Monday, October 15, 2007

Into the Wild

Into the Wild, Jon Krakauer.

I'm not prone to saying things like this, so enjoy it while it lasts:

I learned something about myself by reading this book.

First you need to know what the book is about. If you haven't heard the story already, it's about a guy my age [24] named Chris McCandless who dies of starvation alone in the wilderness in Alaska two years after converting to asceticism and disowning materialistic life. But it's not really that simple. The guy was not nutty, and he was not stupid. He was irrepressibly idealistic and passionately morality-minded. Being a real person, it's foolish to try to attribute his actions to any single factor.

Read this if you want to know more of the story and about Chris [this is the article that the book was derived from]. It's very good reading.
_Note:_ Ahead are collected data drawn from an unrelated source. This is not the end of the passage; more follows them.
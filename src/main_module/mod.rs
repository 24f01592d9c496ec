//! Application startup split out of main.rs

mod bootstrap;
mod health;
mod server;

pub use bootstrap::*;
pub use health::*;
pub use server::*;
Chris reminded me in many many ways of myself. I hesitate to explain how, but it was uncanny. Reading the book was like reading a story of me in a parallel universe but with these differences:

∙ I'm married to the same woman I dated when I was 16 [this is actually crucial]
∙ Religion

That's it. As far as I can tell all the other differences are superficial. Sure we had different parents and were raised in different homes, but we both showed such a convergent evolution of philosophy and traits that I can't imagine that differences in environment can explain much.
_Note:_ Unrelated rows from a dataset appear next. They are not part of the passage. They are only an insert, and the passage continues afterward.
use async_trait::async_trait;
use axum::{extract::State, routing::get, Json, Router};
use log::{info, warn};
use serde::{Deserialize, Serialize};
use std::sync::Arc;
use tokio::sync::RwLock;

use crate::core::shared::error::TriageError;
use crate::core::shared::state::AppState;

/// Runtime switches for the decision stage. Stored as a singleton document and
/// re-read at the start of every decision.
#[derive(Debug, Clone, PartialEq, Serialize, Deserialize)]
#[serde(default)]
pub struct TriageConfig {
    pub auto_close_enabled: bool,
    pub confidence_threshold: f64,
    pub sla_hours: u32,
}

impl Default for TriageConfig {
    fn default() -> Self {
        Self {
            auto_close_enabled: false,
            confidence_threshold: 0.8,
            sla_hours: 24,
        }
    }
}

impl TriageConfig {
    pub fn validate(&self) -> Result<(), TriageError> {
        if !self.confidence_threshold.is_finite()
            || !(0.0..=1.0).contains(&self.confidence_threshold)
        {
            return Err(TriageError::Configuration(format!(
                "confidence_threshold must be within [0, 1], got {}",
                self.confidence_threshold
            )));
        }
        if self.sla_hours == 0 {
            return Err(TriageError::Configuration(
                "sla_hours must be positive".to_string(),
            ));
        }
        Ok(())
    }
}

#[derive(Debug, Clone, Default, Deserialize)]
pub struct TriageConfigUpdate {
    pub auto_close_enabled: Option<bool>,
    pub confidence_threshold: Option<f64>,
    pub sla_hours: Option<u32>,
}

impl TriageConfigUpdate {
    pub fn apply(self, mut config: TriageConfig) -> TriageConfig {
        if let Some(enabled) = self.auto_close_enabled {
            config.auto_close_enabled = enabled;
        }
        if let Some(threshold) = self.confidence_threshold {
            config.confidence_threshold = threshold;
        }
        if let Some(hours) = self.sla_hours {
            config.sla_hours = hours;
        }
        config
    }
}

#[async_trait]
pub trait ConfigStore: Send + Sync {
    /// Returns the stored config, creating the default document if none exists.
    /// A document that fails to parse or validate yields `Configuration`.
    async fn get_or_create_default(&self) -> Result<TriageConfig, TriageError>;

    async fn put(&self, config: TriageConfig) -> Result<TriageConfig, TriageError>;
}

/// Keeps the config as a raw JSON document, the way a document store would.
#[derive(Default)]
pub struct InMemoryConfigStore {
    document: RwLock<Option<serde_json::Value>>,
}

impl InMemoryConfigStore {
    pub fn new() -> Self {
        Self::default()
    }

    pub async fn put_document(&self, document: serde_json::Value) {
        *self.document.write().await = Some(document);
    }
}

#[async_trait]
impl ConfigStore for InMemoryConfigStore {
    async fn get_or_create_default(&self) -> Result<TriageConfig, TriageError> {
        let mut document = self.document.write().await;
        let Some(raw) = document.as_ref() else {
            let config = TriageConfig::default();
            let raw = serde_json::to_value(&config)
                .map_err(|e| TriageError::Configuration(e.to_string()))?;
            *document = Some(raw);
            info!("Created default triage config");
            return Ok(config);
        };

        let config: TriageConfig = serde_json::from_value(raw.clone())
            .map_err(|e| TriageError::Configuration(e.to_string()))?;
        config.validate()?;
        Ok(config)
    }

    async fn put(&self, config: TriageConfig) -> Result<TriageConfig, TriageError> {
        config.validate()?;
        let raw =
            serde_json::to_value(&config).map_err(|e| TriageError::Configuration(e.to_string()))?;
        *self.document.write().await = Some(raw);
        Ok(config)
    }
}

pub async fn get_config(
    State(state): State<Arc<AppState>>,
) -> Result<Json<TriageConfig>, TriageError> {
    let config = state.stores.config.get_or_create_default().await?;
    Ok(Json(config))
}

pub async fn update_config(
    State(state): State<Arc<AppState>>,
    Json(update): Json<TriageConfigUpdate>,
) -> Result<Json<TriageConfig>, TriageError> {
    let current = match state.stores.config.get_or_create_default().await {
        Ok(config) => config,
        Err(TriageError::Configuration(msg)) => {
            warn!("Replacing malformed triage config: {}", msg);
            TriageConfig::default()
        }
        Err(e) => return Err(e),
    };

    let updated = update.apply(current);
    updated
        .validate()
        .map_err(|e| TriageError::Validation(e.to_string()))?;
    let saved = state.stores.config.put(updated).await?;
    info!(
        "Triage config updated: auto_close={} threshold={} sla_hours={}",
        saved.auto_close_enabled, saved.confidence_threshold, saved.sla_hours
    );
    Ok(Json(saved))
}

pub fn configure_config_routes() -> Router<Arc<AppState>> {
    Router::new().route("/api/config", get(get_config).put(update_config))
}

#[cfg(test)]
mod tests {
    use super::*;

    #[tokio::test]
    async fn test_default_created_lazily() {
        let store = InMemoryConfigStore::new();
        let config = store.get_or_create_default().await.unwrap();
        assert_eq!(config, TriageConfig::default());
        assert!(!config.auto_close_enabled);
        assert_eq!(config.confidence_threshold, 0.8);
        assert_eq!(config.sla_hours, 24);
    }

    #[tokio::test]
    async fn test_partial_document_fills_defaults() {
        let store = InMemoryConfigStore::new();
        store
            .put_document(serde_json::json!({ "auto_close_enabled": true }))
            .await;
        let config = store.get_or_create_default().await.unwrap();
        assert!(config.auto_close_enabled);
        assert_eq!(config.confidence_threshold, 0.8);
    }

    #[tokio::test]
    async fn test_malformed_document_is_configuration_error() {
        let store = InMemoryConfigStore::new();
        store
            .put_document(serde_json::json!({ "confidence_threshold": "high" }))
            .await;
        assert!(matches!(
            store.get_or_create_default().await,
            Err(TriageError::Configuration(_))
        ));

        store
            .put_document(serde_json::json!({ "confidence_threshold": 1.5 }))
            .await;
        assert!(matches!(
            store.get_or_create_default().await,
            Err(TriageError::Configuration(_))
        ));
    }

    #[test]
    fn test_update_only_touches_given_fields() {
        let update = TriageConfigUpdate {
            confidence_threshold: Some(0.6),
            ..TriageConfigUpdate::default()
        };
        let config = update.apply(TriageConfig::default());
        assert_eq!(config.confidence_threshold, 0.6);
        assert!(!config.auto_close_enabled);
        assert_eq!(config.sla_hours, 24);
    }
}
Being married has been a tremendous moderating force in my life. I've flirted here and there with radicalism but the practicalities of marriage and parenthood as well as the personal influence of my wife has smoothed over my most extreme views and tendencies. I discovered how much of a blessing this is through reading Krakauer's book.
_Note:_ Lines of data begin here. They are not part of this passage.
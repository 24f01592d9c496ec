use async_trait::async_trait;
use serde_json::Value;

/// Text-generation backend for the LLM-backed classifier and drafter.
#[async_trait]
pub trait LLMProvider: Send + Sync {
    async fn generate(
        &self,
        prompt: &str,
        config: &Value,
    ) -> Result<String, Box<dyn std::error::Error + Send + Sync>>;

    fn provider_name(&self) -> &str;

    fn model_name(&self) -> &str;
}

/// Any OpenAI-compatible chat completions endpoint.
#[cfg(feature = "llm")]
pub struct OpenAIClient {
    client: reqwest::Client,
    api_key: String,
    base_url: String,
    model: String,
}

#[cfg(feature = "llm")]
impl OpenAIClient {
    pub fn new(api_key: String, base_url: Option<String>, model: String) -> Self {
        Self {
            client: reqwest::Client::new(),
            api_key,
            base_url: base_url.unwrap_or_else(|| "https://api.openai.com/v1".to_string()),
            model,
        }
    }
}

#[cfg(feature = "llm")]
#[async_trait]
impl LLMProvider for OpenAIClient {
    async fn generate(
        &self,
        prompt: &str,
        config: &Value,
    ) -> Result<String, Box<dyn std::error::Error + Send + Sync>> {
        let max_tokens = config["max_tokens"].as_u64().unwrap_or(1000);
        let response = self
            .client
            .post(format!("{}/chat/completions", self.base_url.trim_end_matches('/')))
            .bearer_auth(&self.api_key)
            .json(&serde_json::json!({
                "model": self.model,
                "messages": [{"role": "user", "content": prompt}],
                "max_tokens": max_tokens,
                "temperature": config["temperature"].as_f64().unwrap_or(0.0)
            }))
            .send()
            .await?
            .error_for_status()?;

        let result: Value = response.json().await?;
        let content = result["choices"][0]["message"]["content"]
            .as_str()
            .ok_or("completion response has no message content")?;

        Ok(content.to_string())
    }

    fn provider_name(&self) -> &str {
        "openai"
    }

    fn model_name(&self) -> &str {
        &self.model
    }
}

/// Pulls the first `{...}` object out of a model reply that may wrap it in prose
/// or code fences.
pub fn extract_json_object(text: &str) -> Option<Value> {
    let start = text.find('{')?;
    let end = text.rfind('}')?;
    if end < start {
        return None;
    }
    serde_json::from_str(&text[start..=end]).ok()
}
Chris's views were not fundamentally wrong or bad. And his ideals didn't kill him. What killed him was his immoderation and, frankly, some pretty bad luck. He was somewhat reckless, but not suicidal.

So reading the book was a great education for me. It taught me that people like me exist elsewhere in the world, it taught me the dangers of taking my idealism too far, and most of all it showed me how lucky I am to be married to a stabilizing woman.

It also forced me to imagine what my life would look like posthumously through the lens of a nature/adventure writer in mainstream culture. I imagine a lot of armchair psychologists saying "obviously suffering from X" or "clearly his behavior was caused by Y" which seems so foreign seeming when it's referring to me. I'm me, I decide what I do, I decide how I am, and I'm neither insane nor stupid. So I don't believe that Chris McCandless was stupid, repressed, off-kilter, insane, arrogant, heroic, brave, naive or even labelable at all. He was just a guy with no moderation who felt strongly and acted on his feelings. A weird duck, no doubt, but a duck nonetheless.

[I feel like I'm rambling. I listened to some of my old music today and it had this same structure: clumps of connected material haphazardly strung together with no driving purpose, no direction, and no correlation. Whoops.]

3 comments:

First Word said...

Three Dog Night?

Just goes to show that even people with no shared experiences whatsoever can still be similar. No one's studied that yet, I don't believe. Oooh.

I've wanted to read this book, but I tend to just read books I already own, over and over again. Very unfortunate.

Reminds me a bit of Hugh Nibley kicking it to Oregon for the summer, living in the wild and being lucky to have survived. Thought he was reliving Walden, but didn't realize that Thoreau went into Concord every day to get something hot to drink and to do grocery shopping.

First Word said...

Well, I read the link to the article. It's a long but well written piece. I must say that I read it to see if it reminded me of me. It did not. So it's really interesting to think that you feel some deep kinship with this guy. I feel none at all. I mean, other than love of nature, love of independence and happiness I felt during my teen years in being alone. The rest--nope.

When I was 13, my dream was to be a hermit in a cabin in the woods of Massachusetts. I wanted a sturdy axe, food to eat, a cot and lots and lots of trees. But that dream was long gone by the time I was 24 and no way relates to this guy and his needs and determination.

As I've browsed around this evening learning about this guy, it is apparent that he resonates in people and is a kind of prophet to the lost. I find that interesting, if not at all connected to what I wrote above.

First Word said...

On my quick re-read, I hope none of that sounds disparaging to you! Sorry if it sounded that way.

I would be interested to hear HOW this guy reminds you of you. What is obviously obvious to you is not so obvious to me.